---------- Records for this exercise ----------

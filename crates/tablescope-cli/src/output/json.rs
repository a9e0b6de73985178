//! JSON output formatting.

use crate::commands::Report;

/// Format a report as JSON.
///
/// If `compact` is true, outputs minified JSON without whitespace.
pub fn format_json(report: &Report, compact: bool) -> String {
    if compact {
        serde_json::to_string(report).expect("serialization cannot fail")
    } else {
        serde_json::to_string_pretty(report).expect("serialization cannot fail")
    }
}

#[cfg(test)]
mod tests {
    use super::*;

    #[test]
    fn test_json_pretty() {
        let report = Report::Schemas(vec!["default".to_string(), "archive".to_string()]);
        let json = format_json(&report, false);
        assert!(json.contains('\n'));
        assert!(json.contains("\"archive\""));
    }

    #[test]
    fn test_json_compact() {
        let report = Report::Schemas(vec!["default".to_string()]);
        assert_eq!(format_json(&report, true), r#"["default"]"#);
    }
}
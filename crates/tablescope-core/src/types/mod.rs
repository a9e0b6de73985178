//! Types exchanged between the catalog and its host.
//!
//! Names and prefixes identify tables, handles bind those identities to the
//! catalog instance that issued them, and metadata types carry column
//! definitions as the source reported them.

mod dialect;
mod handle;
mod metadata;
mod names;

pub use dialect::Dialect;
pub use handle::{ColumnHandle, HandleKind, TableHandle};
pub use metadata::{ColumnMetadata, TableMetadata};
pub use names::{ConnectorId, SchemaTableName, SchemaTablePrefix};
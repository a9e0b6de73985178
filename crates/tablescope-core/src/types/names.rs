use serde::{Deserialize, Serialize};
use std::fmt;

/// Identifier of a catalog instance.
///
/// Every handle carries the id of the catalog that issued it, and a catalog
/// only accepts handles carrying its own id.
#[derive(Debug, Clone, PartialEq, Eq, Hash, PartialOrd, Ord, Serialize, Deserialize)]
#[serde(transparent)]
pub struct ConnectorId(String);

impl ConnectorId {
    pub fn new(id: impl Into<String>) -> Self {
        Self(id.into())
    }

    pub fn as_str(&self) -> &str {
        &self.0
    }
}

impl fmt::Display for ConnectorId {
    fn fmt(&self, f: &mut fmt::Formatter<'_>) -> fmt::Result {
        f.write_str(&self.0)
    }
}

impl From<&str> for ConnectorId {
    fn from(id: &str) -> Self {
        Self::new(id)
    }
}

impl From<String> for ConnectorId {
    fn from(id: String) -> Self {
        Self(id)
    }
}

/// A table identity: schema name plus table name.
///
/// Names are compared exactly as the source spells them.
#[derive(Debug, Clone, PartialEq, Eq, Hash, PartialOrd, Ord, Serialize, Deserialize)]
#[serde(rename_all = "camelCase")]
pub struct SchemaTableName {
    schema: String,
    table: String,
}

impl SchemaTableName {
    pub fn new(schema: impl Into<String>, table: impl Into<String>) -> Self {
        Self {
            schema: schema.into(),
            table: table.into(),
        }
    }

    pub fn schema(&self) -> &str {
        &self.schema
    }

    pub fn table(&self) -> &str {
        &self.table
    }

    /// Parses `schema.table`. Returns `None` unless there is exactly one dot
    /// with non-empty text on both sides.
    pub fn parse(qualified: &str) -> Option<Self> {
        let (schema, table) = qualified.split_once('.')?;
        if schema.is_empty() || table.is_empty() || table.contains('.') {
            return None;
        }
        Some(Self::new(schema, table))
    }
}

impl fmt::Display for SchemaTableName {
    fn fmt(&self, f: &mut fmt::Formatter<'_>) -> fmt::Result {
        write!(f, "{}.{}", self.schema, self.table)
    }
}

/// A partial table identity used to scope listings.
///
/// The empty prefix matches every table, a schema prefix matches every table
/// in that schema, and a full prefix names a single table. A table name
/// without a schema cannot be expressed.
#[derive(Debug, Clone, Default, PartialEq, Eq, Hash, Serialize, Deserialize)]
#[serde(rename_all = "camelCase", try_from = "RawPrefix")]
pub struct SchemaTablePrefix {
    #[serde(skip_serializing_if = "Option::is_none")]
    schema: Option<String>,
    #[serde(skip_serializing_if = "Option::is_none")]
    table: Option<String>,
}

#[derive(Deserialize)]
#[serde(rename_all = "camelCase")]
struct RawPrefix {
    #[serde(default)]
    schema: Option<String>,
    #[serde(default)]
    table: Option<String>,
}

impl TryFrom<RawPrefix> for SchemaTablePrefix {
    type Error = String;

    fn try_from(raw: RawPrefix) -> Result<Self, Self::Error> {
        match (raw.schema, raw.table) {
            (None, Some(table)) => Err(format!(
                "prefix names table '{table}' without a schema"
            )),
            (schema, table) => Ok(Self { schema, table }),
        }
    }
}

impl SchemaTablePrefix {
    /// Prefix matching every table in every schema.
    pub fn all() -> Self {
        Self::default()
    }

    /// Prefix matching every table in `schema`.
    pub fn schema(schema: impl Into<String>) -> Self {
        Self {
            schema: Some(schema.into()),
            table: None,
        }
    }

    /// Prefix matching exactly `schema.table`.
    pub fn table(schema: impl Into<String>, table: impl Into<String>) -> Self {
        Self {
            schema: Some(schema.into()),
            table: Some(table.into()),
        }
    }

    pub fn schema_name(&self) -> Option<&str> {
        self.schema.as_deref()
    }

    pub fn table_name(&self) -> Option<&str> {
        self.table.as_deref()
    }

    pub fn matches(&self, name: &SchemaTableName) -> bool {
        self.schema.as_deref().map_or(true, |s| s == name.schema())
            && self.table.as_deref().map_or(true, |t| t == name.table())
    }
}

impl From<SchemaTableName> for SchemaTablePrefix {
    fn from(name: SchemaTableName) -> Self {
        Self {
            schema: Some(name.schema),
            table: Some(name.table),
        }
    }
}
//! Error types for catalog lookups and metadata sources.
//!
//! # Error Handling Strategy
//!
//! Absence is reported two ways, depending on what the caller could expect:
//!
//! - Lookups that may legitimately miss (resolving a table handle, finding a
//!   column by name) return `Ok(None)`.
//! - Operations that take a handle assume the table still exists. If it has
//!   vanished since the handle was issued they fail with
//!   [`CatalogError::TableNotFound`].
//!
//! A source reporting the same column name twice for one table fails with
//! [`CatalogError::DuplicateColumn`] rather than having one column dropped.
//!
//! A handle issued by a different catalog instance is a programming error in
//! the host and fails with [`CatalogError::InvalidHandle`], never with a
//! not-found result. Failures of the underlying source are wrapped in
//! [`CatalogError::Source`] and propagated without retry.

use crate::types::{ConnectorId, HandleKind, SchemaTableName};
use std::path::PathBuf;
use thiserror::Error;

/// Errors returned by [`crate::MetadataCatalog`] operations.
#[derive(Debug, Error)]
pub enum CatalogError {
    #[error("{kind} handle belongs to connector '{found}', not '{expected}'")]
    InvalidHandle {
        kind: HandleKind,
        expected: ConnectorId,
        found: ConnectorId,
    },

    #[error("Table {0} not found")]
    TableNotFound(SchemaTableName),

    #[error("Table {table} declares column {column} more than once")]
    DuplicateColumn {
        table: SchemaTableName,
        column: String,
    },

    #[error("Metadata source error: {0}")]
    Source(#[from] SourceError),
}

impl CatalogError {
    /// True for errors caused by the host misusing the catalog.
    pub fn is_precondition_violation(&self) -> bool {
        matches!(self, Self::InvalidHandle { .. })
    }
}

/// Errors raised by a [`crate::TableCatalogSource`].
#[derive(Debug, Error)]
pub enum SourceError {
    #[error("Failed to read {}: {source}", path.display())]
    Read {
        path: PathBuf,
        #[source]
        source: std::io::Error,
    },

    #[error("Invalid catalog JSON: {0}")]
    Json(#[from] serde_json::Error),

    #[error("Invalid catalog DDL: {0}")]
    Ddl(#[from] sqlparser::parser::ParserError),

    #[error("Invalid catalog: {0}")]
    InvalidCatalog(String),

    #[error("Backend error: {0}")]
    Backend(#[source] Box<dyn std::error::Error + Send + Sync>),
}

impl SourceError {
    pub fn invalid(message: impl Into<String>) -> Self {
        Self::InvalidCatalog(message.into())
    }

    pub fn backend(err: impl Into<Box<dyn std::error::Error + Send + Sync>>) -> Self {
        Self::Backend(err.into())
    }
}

----------
---------- Records for this exercise ----------

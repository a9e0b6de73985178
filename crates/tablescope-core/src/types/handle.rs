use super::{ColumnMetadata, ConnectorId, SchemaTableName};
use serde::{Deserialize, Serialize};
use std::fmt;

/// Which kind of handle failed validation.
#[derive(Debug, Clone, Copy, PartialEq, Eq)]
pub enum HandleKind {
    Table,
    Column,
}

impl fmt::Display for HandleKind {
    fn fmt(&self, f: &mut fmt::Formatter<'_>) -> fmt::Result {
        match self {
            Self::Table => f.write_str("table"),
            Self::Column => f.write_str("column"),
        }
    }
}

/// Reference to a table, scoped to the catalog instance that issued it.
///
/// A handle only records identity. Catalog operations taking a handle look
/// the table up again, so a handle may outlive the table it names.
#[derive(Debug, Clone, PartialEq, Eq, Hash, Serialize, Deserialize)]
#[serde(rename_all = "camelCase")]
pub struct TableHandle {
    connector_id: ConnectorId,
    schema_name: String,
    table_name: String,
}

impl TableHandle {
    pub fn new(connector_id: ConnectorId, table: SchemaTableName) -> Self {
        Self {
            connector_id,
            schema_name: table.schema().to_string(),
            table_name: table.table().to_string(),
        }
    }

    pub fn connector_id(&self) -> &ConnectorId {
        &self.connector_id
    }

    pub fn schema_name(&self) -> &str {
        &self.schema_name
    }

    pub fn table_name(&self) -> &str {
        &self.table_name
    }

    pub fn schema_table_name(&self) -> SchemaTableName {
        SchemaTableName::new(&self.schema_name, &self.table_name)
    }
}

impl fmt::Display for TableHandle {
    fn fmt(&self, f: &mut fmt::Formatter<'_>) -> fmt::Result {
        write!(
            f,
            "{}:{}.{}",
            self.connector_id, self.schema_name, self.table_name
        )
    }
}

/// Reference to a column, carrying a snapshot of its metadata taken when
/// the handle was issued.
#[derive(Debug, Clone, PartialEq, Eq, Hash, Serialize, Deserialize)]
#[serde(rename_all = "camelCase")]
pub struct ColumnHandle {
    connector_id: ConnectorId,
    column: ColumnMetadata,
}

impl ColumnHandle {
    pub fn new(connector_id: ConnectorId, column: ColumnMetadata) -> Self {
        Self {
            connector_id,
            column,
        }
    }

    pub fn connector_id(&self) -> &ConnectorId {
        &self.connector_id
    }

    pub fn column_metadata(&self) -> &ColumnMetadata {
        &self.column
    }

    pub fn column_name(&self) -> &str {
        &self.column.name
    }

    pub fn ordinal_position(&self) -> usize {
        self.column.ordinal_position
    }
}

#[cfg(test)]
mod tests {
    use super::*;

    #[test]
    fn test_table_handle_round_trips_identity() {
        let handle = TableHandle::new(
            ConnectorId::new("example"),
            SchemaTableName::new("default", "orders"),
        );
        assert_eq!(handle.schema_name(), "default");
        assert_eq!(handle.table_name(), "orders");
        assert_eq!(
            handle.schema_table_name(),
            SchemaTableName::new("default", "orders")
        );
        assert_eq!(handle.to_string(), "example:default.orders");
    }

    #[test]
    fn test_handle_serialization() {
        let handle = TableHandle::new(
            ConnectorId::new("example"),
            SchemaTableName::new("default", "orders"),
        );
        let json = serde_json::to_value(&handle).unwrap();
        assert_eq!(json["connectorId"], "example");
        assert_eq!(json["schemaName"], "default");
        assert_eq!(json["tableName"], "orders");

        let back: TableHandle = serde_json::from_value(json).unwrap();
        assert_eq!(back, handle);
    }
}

----------

## Task description
Look through the data above. Each line containing the word "InvalidHandle" needs to be copied.

## Result of this task
//! the host and fails with [`CatalogError::InvalidHandle`], never with a
    InvalidHandle {
        matches!(self, Self::InvalidHandle { .. })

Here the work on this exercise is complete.